### Your instructions
Write out the records below word for word, please.
--- START ---
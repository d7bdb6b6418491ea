mod consumer;
mod handlers;
mod metrics;

use axum::{routing::get, Router};
use saga_common::bus::{Consumer, Publisher};
use saga_common::config::{self, KafkaConfig};
use saga_common::{topics, RetryConfig};
use std::sync::Arc;
use tokio_util::sync::CancellationToken;
use tower_http::trace::TraceLayer;

#[tokio::main]
async fn main() -> anyhow::Result<()> {
    config::load_dotenv();
    saga_common::telemetry::init("metrics_service=debug,tower_http=debug");

    let kafka_config = KafkaConfig::from_env("KAFKA_SUBSCRIBER_GROUP_ID", "metrics-service");
    let retry_config = RetryConfig::from_env();
    let server_port = config::app_port("8080");

    tracing::info!("Starting Metrics Service");
    tracing::info!(brokers = %kafka_config.brokers, "Kafka configuration");

    let prometheus_handle = metrics::install_recorder()?;

    // No DLQ: metrics-service is read-only, so `publish_topics` is empty
    // and `handle_message` never returns an error that would need one.
    let publisher = Arc::new(Publisher::new(&kafka_config.brokers, &[], retry_config)?);

    let subscriber_topics = vec![
        topics::PAYMENTS_CREATED.to_string(),
        topics::PAYMENTS_CHECKED.to_string(),
        topics::WALLET_RESPONSE.to_string(),
        topics::WALLET_DEBIT_REQUESTED.to_string(),
    ];
    let bus_consumer = Consumer::new(
        &kafka_config.brokers,
        &kafka_config.group_id,
        &subscriber_topics,
        publisher,
        retry_config,
        "metrics.unused-dlq",
    )?;

    let cancel = CancellationToken::new();

    let mut tasks = bus_consumer.listen(cancel.clone(), move |topic, payload| {
        consumer::handle_message(topic, payload)
    });

    let app = Router::new()
        .route("/health", get(handlers::health_check))
        .route("/metrics", get(handlers::metrics_endpoint))
        .with_state(prometheus_handle)
        .layer(TraceLayer::new_for_http());

    let addr = format!("0.0.0.0:{server_port}");
    let listener = tokio::net::TcpListener::bind(&addr).await?;
    tracing::info!(addr = %addr, "Metrics Service listening");

    let shutdown_cancel = cancel.clone();
    axum::serve(listener, app)
        .with_graceful_shutdown(async move {
            wait_for_shutdown_signal().await;
            tracing::info!("shutdown signal received, cancelling consumer workers");
            shutdown_cancel.cancel();
        })
        .await?;

    while tasks.join_next().await.is_some() {}

    tracing::info!("Metrics service stopped");
    Ok(())
}

async fn wait_for_shutdown_signal() {
    let ctrl_c = async {
        tokio::signal::ctrl_c()
            .await
            .expect("failed to install Ctrl+C handler");
    };

    #[cfg(unix)]
    let terminate = async {
        tokio::signal::unix::signal(tokio::signal::unix::SignalKind::terminate())
            .expect("failed to install SIGTERM handler")
            .recv()
            .await;
    };

    #[cfg(not(unix))]
    let terminate = std::future::pending::<()>();

    tokio::select! {
        _ = ctrl_c => {}
        _ = terminate => {}
    }
}
//! Wire event schemas. Field names match the JSON contract exactly,
//! since they are consumed by other services.

use chrono::{DateTime, Utc};
use rust_decimal::Decimal;
use serde::{Deserialize, Serialize};

#[derive(Debug, Clone, Copy, PartialEq, Eq, Serialize, Deserialize)]
#[serde(rename_all = "UPPERCASE")]
pub enum VerificationStatus {
    Approved,
    Declined,
}

impl VerificationStatus {
    pub fn is_approved(self) -> bool {
        matches!(self, VerificationStatus::Approved)
    }
}

#[derive(Debug, Clone, Serialize, Deserialize)]
pub struct PaymentCreatedEvent {
    pub id: String,
    #[serde(with = "rust_decimal::serde::float")]
    pub amount: Decimal,
    pub currency: String,
    pub status: String,
    pub method: String,
    pub customer_id: String,
    pub trace_id: String,
    pub created_at: DateTime<Utc>,
}

#[derive(Debug, Clone, Serialize, Deserialize)]
pub struct FraudCheckEvent {
    pub id: String,
    pub trace_id: String,
    pub status: VerificationStatus,
    #[serde(default, skip_serializing_if = "Option::is_none")]
    pub reason: Option<String>,
    pub checked_at: DateTime<Utc>,
}

/// Used on both `wallet.funds.verified` (orchestrator-facing) and
/// `wallet.response` (metrics-facing).
#[derive(Debug, Clone, Serialize, Deserialize)]
pub struct WalletResponseEvent {
    pub payment_id: String,
    pub user_id: String,
    pub status: VerificationStatus,
    #[serde(with = "rust_decimal::serde::float")]
    pub amount: Decimal,
    #[serde(default)]
    pub reason: String,
}

#[derive(Debug, Clone, Serialize, Deserialize)]
pub struct WalletDebitRequestedEvent {
    pub payment_id: String,
    pub user_id: String,
    #[serde(with = "rust_decimal::serde::float")]
    pub amount: Decimal,
    pub reason: String,
    pub trace_id: String,
}

#[derive(Debug, Clone, Serialize, Deserialize)]
pub struct DlqMessage {
    pub original_topic: String,
    pub key: String,
    pub value: String,
    pub timestamp: DateTime<Utc>,
    pub attempts: u32,
}
use std::collections::{HashMap, VecDeque};
use std::sync::{Arc, Mutex};
use tokio::sync::Mutex as AsyncMutex;

/// Per-payment mutex registry: one lazily-created lock per payment id,
/// guarded by a single registry mutex while the map itself is touched.
///
/// Bounded with simple access-order eviction so a long-running orchestrator
/// doesn't grow the map forever once payments go terminal and are never
/// locked again.
pub struct LockRegistry {
    inner: Mutex<Inner>,
    capacity: usize,
}

struct Inner {
    locks: HashMap<String, Arc<AsyncMutex<()>>>,
    order: VecDeque<String>,
}

impl LockRegistry {
    pub fn new(capacity: usize) -> Self {
        Self {
            inner: Mutex::new(Inner {
                locks: HashMap::new(),
                order: VecDeque::new(),
            }),
            capacity,
        }
    }

    pub fn get(&self, payment_id: &str) -> Arc<AsyncMutex<()>> {
        let mut inner = self.inner.lock().unwrap();

        if let Some(lock) = inner.locks.get(payment_id) {
            let lock = lock.clone();
            inner.order.retain(|id| id != payment_id);
            inner.order.push_back(payment_id.to_string());
            return lock;
        }

        let lock = Arc::new(AsyncMutex::new(()));
        inner.locks.insert(payment_id.to_string(), lock.clone());
        inner.order.push_back(payment_id.to_string());

        while inner.order.len() > self.capacity {
            if let Some(oldest) = inner.order.pop_front() {
                inner.locks.remove(&oldest);
            }
        }

        lock
    }
}

impl Default for LockRegistry {
    fn default() -> Self {
        Self::new(10_000)
    }
}

#[cfg(test)]
mod tests {
    use super::*;

    #[test]
    fn same_id_returns_the_same_lock() {
        let registry = LockRegistry::new(10);
        let a = registry.get("payment-1");
        let b = registry.get("payment-1");
        assert!(Arc::ptr_eq(&a, &b));
    }

    #[test]
    fn distinct_ids_get_distinct_locks() {
        let registry = LockRegistry::new(10);
        let a = registry.get("payment-1");
        let b = registry.get("payment-2");
        assert!(!Arc::ptr_eq(&a, &b));
    }

    #[test]
    fn evicts_oldest_once_capacity_is_exceeded() {
        let registry = LockRegistry::new(2);
        let first = registry.get("payment-1");
        registry.get("payment-2");
        registry.get("payment-3");

        let refetched = registry.get("payment-1");
        assert!(!Arc::ptr_eq(&first, &refetched));
    }
}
--- END ---
### Problem solution
repository d7bdb6b6418491ea
mod consumer;
mod handlers;
mod metrics;

use axum::{routing::get, Router};
use saga_common::bus::{Consumer, Publisher};
use saga_common::config::{self, KafkaConfig};
use saga_common::{topics, RetryConfig};
use std::sync::Arc;
use tokio_util::sync::CancellationToken;
use tower_http::trace::TraceLayer;

#[tokio::main]
async fn main() -> anyhow::Result<()> {
    config::load_dotenv();
    saga_common::telemetry::init("metrics_service=debug,tower_http=debug");

    let kafka_config = KafkaConfig::from_env("KAFKA_SUBSCRIBER_GROUP_ID", "metrics-service");
    let retry_config = RetryConfig::from_env();
    let server_port = config::app_port("8080");

    tracing::info!("Starting Metrics Service");
    tracing::info!(brokers = %kafka_config.brokers, "Kafka configuration");

    let prometheus_handle = metrics::install_recorder()?;

    // No DLQ: metrics-service is read-only, so `publish_topics` is empty
    // and `handle_message` never returns an error that would need one.
    let publisher = Arc::new(Publisher::new(&kafka_config.brokers, &[], retry_config)?);

    let subscriber_topics = vec![
        topics::PAYMENTS_CREATED.to_string(),
        topics::PAYMENTS_CHECKED.to_string(),
        topics::WALLET_RESPONSE.to_string(),
        topics::WALLET_DEBIT_REQUESTED.to_string(),
    ];
    let bus_consumer = Consumer::new(
        &kafka_config.brokers,
        &kafka_config.group_id,
        &subscriber_topics,
        publisher,
        retry_config,
        "metrics.unused-dlq",
    )?;

    let cancel = CancellationToken::new();

    let mut tasks = bus_consumer.listen(cancel.clone(), move |topic, payload| {
        consumer::handle_message(topic, payload)
    });

    let app = Router::new()
        .route("/health", get(handlers::health_check))
        .route("/metrics", get(handlers::metrics_endpoint))
        .with_state(prometheus_handle)
        .layer(TraceLayer::new_for_http());

    let addr = format!("0.0.0.0:{server_port}");
    let listener = tokio::net::TcpListener::bind(&addr).await?;
    tracing::info!(addr = %addr, "Metrics Service listening");

    let shutdown_cancel = cancel.clone();
    axum::serve(listener, app)
        .with_graceful_shutdown(async move {
            wait_for_shutdown_signal().await;
            tracing::info!("shutdown signal received, cancelling consumer workers");
            shutdown_cancel.cancel();
        })
        .await?;

    while tasks.join_next().await.is_some() {}

    tracing::info!("Metrics service stopped");
    Ok(())
}

async fn wait_for_shutdown_signal() {
    let ctrl_c = async {
        tokio::signal::ctrl_c()
            .await
            .expect("failed to install Ctrl+C handler");
    };

    #[cfg(unix)]
    let terminate = async {
        tokio::signal::unix::signal(tokio::signal::unix::SignalKind::terminate())
            .expect("failed to install SIGTERM handler")
            .recv()
            .await;
    };

    #[cfg(not(unix))]
    let terminate = std::future::pending::<()>();

    tokio::select! {
        _ = ctrl_c => {}
        _ = terminate => {}
    }
}
//! Wire event schemas. Field names match the JSON contract exactly,
//! since they are consumed by other services.

use chrono::{DateTime, Utc};
use rust_decimal::Decimal;
use serde::{Deserialize, Serialize};

#[derive(Debug, Clone, Copy, PartialEq, Eq, Serialize, Deserialize)]
#[serde(rename_all = "UPPERCASE")]
pub enum VerificationStatus {
    Approved,
    Declined,
}

impl VerificationStatus {
    pub fn is_approved(self) -> bool {
        matches!(self, VerificationStatus::Approved)
    }
}

#[derive(Debug, Clone, Serialize, Deserialize)]
pub struct PaymentCreatedEvent {
    pub id: String,
    #[serde(with = "rust_decimal::serde::float")]
    pub amount: Decimal,
    pub currency: String,
    pub status: String,
    pub method: String,
    pub customer_id: String,
    pub trace_id: String,
    pub created_at: DateTime<Utc>,
}

#[derive(Debug, Clone, Serialize, Deserialize)]
pub struct FraudCheckEvent {
    pub id: String,
    pub trace_id: String,
    pub status: VerificationStatus,
    #[serde(default, skip_serializing_if = "Option::is_none")]
    pub reason: Option<String>,
    pub checked_at: DateTime<Utc>,
}

/// Used on both `wallet.funds.verified` (orchestrator-facing) and
/// `wallet.response` (metrics-facing).
#[derive(Debug, Clone, Serialize, Deserialize)]
pub struct WalletResponseEvent {
    pub payment_id: String,
    pub user_id: String,
    pub status: VerificationStatus,
    #[serde(with = "rust_decimal::serde::float")]
    pub amount: Decimal,
    #[serde(default)]
    pub reason: String,
}

#[derive(Debug, Clone, Serialize, Deserialize)]
pub struct WalletDebitRequestedEvent {
    pub payment_id: String,
    pub user_id: String,
    #[serde(with = "rust_decimal::serde::float")]
    pub amount: Decimal,
    pub reason: String,
    pub trace_id: String,
}

#[derive(Debug, Clone, Serialize, Deserialize)]
pub struct DlqMessage {
    pub original_topic: String,
    pub key: String,
    pub value: String,
    pub timestamp: DateTime<Utc>,
    pub attempts: u32,
}
use std::collections::{HashMap, VecDeque};
use std::sync::{Arc, Mutex};
use tokio::sync::Mutex as AsyncMutex;

/// Per-payment mutex registry: one lazily-created lock per payment id,
/// guarded by a single registry mutex while the map itself is touched.
///
/// Bounded with simple access-order eviction so a long-running orchestrator
/// doesn't grow the map forever once payments go terminal and are never
/// locked again.
pub struct LockRegistry {
    inner: Mutex<Inner>,
    capacity: usize,
}

struct Inner {
    locks: HashMap<String, Arc<AsyncMutex<()>>>,
    order: VecDeque<String>,
}

impl LockRegistry {
    pub fn new(capacity: usize) -> Self {
        Self {
            inner: Mutex::new(Inner {
                locks: HashMap::new(),
                order: VecDeque::new(),
            }),
            capacity,
        }
    }

    pub fn get(&self, payment_id: &str) -> Arc<AsyncMutex<()>> {
        let mut inner = self.inner.lock().unwrap();

        if let Some(lock) = inner.locks.get(payment_id) {
            let lock = lock.clone();
            inner.order.retain(|id| id != payment_id);
            inner.order.push_back(payment_id.to_string());
            return lock;
        }

        let lock = Arc::new(AsyncMutex::new(()));
        inner.locks.insert(payment_id.to_string(), lock.clone());
        inner.order.push_back(payment_id.to_string());

        while inner.order.len() > self.capacity {
            if let Some(oldest) = inner.order.pop_front() {
                inner.locks.remove(&oldest);
            }
        }

        lock
    }
}

impl Default for LockRegistry {
    fn default() -> Self {
        Self::new(10_000)
    }
}

#[cfg(test)]
mod tests {
    use super::*;

    #[test]
    fn same_id_returns_the_same_lock() {
        let registry = LockRegistry::new(10);
        let a = registry.get("payment-1");
        let b = registry.get("payment-1");
        assert!(Arc::ptr_eq(&a, &b));
    }

    #[test]
    fn distinct_ids_get_distinct_locks() {
        let registry = LockRegistry::new(10);
        let a = registry.get("payment-1");
        let b = registry.get("payment-2");
        assert!(!Arc::ptr_eq(&a, &b));
    }

    #[test]
    fn evicts_oldest_once_capacity_is_exceeded() {
        let registry = LockRegistry::new(2);
        let first = registry.get("payment-1");
        registry.get("payment-2");
        registry.get("payment-3");

        let refetched = registry.get("payment-1");
        assert!(!Arc::ptr_eq(&first, &refetched));
    }
}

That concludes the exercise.